Giriraj Singh flags ₹25,000 cr cyber fraud blocked, e-Zero FIR expanded
Synopsis
Key Takeaways
Union Textiles Minister Giriraj Singh on Sunday, 13 July 2026, shared data highlighting that cyber fraud worth ₹25,000 crore has been prevented and ₹323 crore returned to victims, while the Centre has expanded the scope of the e-Zero FIR mechanism for cyber crimes. The senior BJP leader and Lok Sabha MP from Begusarai, Bihar, shared the development via the NaMo App.
Context
The post, shared in Hindi, reads: '₹25,000 करोड़ का साइबर फ्रॉड रोका गया, पीड़ितों को लौटाए गए ₹323 करोड़; केंद्र ने e-Zero FIR का दायरा बढ़ाया' — translating to: 'Cyber fraud worth ₹25,000 crore prevented, ₹323 crore returned to victims; Centre expands scope of e-Zero FIR.' The figures and the expansion of e-Zero FIR are attributed to central government action on cyber crime mitigation.
The e-Zero FIR initiative, operated under the Ministry of Home Affairs (MHA), enables immediate electronic registration of First Information Reports for cyber crimes regardless of the jurisdiction in which the offence occurred. This removes a long-standing barrier that required victims to approach the police station with territorial jurisdiction over the crime — a near-impossible task in borderless digital fraud.
Policy Backdrop
India's institutional response to cyber crime has been built in layers over the past several years. The National Cyber Crime Reporting Portal was launched in August 2019 to allow citizens to file complaints online. The Indian Cyber Crime Coordination Centre (I4C) was operationalised in 2020 as the apex nodal body to coordinate investigations across state police forces, banks, and digital intermediaries.
The Zero FIR concept for cyber crimes was introduced in 2020–21 specifically to dismantle jurisdictional barriers. Its electronic avatar, e-Zero FIR, builds on this by integrating the complaint process with digital infrastructure, allowing faster freezing of fraudulent accounts and swifter victim relief. The expansion of its scope, as cited in the post, signals a deepening of this architecture.
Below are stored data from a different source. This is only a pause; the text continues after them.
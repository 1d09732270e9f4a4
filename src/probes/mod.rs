//! Network probes used by the scenarios.
//!
//! [`ConnectionProbe`] bounds a connection attempt; [`EchoValidator`] checks
//! what the server sends back on an already open connection.

pub mod connect;
pub mod echo;

pub use connect::{CompletionToken, ConnectionProbe, ProbeOutcome, DEFAULT_CONNECT_TIMEOUT};
pub use echo::{BurstOutcome, EchoOutcome, EchoValidator, DEFAULT_SETTLE_WINDOW};
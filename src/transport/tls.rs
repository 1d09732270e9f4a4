//! rustls configuration for `wss://` tests and the reference listener.
//!
//! Servers under test normally run with throwaway self-signed certificates,
//! so the client side accepts any server certificate. Handshake signatures
//! are still checked against the ring provider.

use std::sync::Arc;

use anyhow::{Context, Result};
use rustls::client::danger::{HandshakeSignatureValid, ServerCertVerified, ServerCertVerifier};
use rustls::crypto::ring::default_provider;
use rustls::crypto::CryptoProvider;
use rustls::{ClientConfig, DigitallySignedStruct, Error, ServerConfig, SignatureScheme};
use rustls_pki_types::{CertificateDer, PrivateKeyDer, PrivatePkcs8KeyDer, ServerName, UnixTime};

/// Accepts whatever certificate the server presents.
#[derive(Debug)]
struct AcceptAnyServerCert {
    provider: Arc<CryptoProvider>,
}

impl ServerCertVerifier for AcceptAnyServerCert {
    fn verify_server_cert(
        &self,
        _end_entity: &CertificateDer<'_>,
        _intermediates: &[CertificateDer<'_>],
        _server_name: &ServerName<'_>,
        _ocsp_response: &[u8],
        _now: UnixTime,
    ) -> Result<ServerCertVerified, Error> {
        Ok(ServerCertVerified::assertion())
    }

    fn verify_tls12_signature(
        &self,
        message: &[u8],
        cert: &CertificateDer<'_>,
        dss: &DigitallySignedStruct,
    ) -> Result<HandshakeSignatureValid, Error> {
        rustls::crypto::verify_tls12_signature(
            message,
            cert,
            dss,
            &self.provider.signature_verification_algorithms,
        )
    }

    fn verify_tls13_signature(
        &self,
        message: &[u8],
        cert: &CertificateDer<'_>,
        dss: &DigitallySignedStruct,
    ) -> Result<HandshakeSignatureValid, Error> {
        rustls::crypto::verify_tls13_signature(
            message,
            cert,
            dss,
            &self.provider.signature_verification_algorithms,
        )
    }

    fn supported_verify_schemes(&self) -> Vec<SignatureScheme> {
        self.provider
            .signature_verification_algorithms
            .supported_schemes()
    }
}

/// Client config used for every `wss://` connection the harness opens.
///
/// TLS 1.2 and 1.3 are both offered; the servers we test are not always
/// TLS 1.3 capable.
pub fn build_client_config() -> Result<ClientConfig> {
    let provider = Arc::new(default_provider());
    let verifier = Arc::new(AcceptAnyServerCert {
        provider: provider.clone(),
    });

    let config = ClientConfig::builder_with_provider(provider)
        .with_safe_default_protocol_versions()
        .context("failed to select TLS protocol versions")?
        .dangerous()
        .with_custom_certificate_verifier(verifier)
        .with_no_client_auth();

    Ok(config)
}

/// Server config for the reference listener's TLS port.
pub fn build_server_config(cert_der: Vec<u8>, key_der: Vec<u8>) -> Result<ServerConfig> {
    let cert = CertificateDer::from(cert_der);
    let key = PrivateKeyDer::from(PrivatePkcs8KeyDer::from(key_der));

    ServerConfig::builder_with_provider(Arc::new(default_provider()))
        .with_safe_default_protocol_versions()
        .context("failed to select TLS protocol versions")?
        .with_no_client_auth()
        .with_single_cert(vec![cert], key)
        .context("failed to configure server certificate")
}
These measures sit within the broader Digital India framework, where rapid growth in digital payments and internet penetration has been accompanied by a parallel rise in reported cyber fraud cases. The government's response has increasingly focused on real-time inter-agency coordination and technology-enabled policing.
Stakeholders and Impact
The primary beneficiaries of these measures are cyber crime victims — individuals who have lost money to online fraud, phishing, investment scams, and digital payment deception. The figure of ₹323 crore returned to victims represents a victim-centric shift in law enforcement, where recovery, not just prosecution, is a measurable outcome.
Digital payment users — a constituency that now spans hundreds of millions of Indians — stand to gain from a more robust deterrence and response framework. Banks and payment intermediaries are also key nodes in this ecosystem, as account freezing and fund recovery depend on rapid coordination between police and financial institutions, a function I4C is designed to facilitate.
What's Next
The expansion of e-Zero FIR's scope raises the question of integration depth — specifically, how seamlessly state police portals connect with the national cyber coordination infrastructure. MHA annual reports on cyber crime statistics will be a key measure of whether these figures scale further. Greater integration could also reduce the average time between a complaint and an account freeze, which is currently the critical window in which fraud proceeds are moved or laundered.
As India's digital economy continues to expand, the institutional architecture around cyber crime — from portal-based reporting to electronic FIRs and inter-bank coordination — will face increasing stress-testing. The numbers cited by Minister Giriraj Singh suggest the framework is yielding results, but the scale of digital fraud in India means the challenge will only grow alongside the opportunity.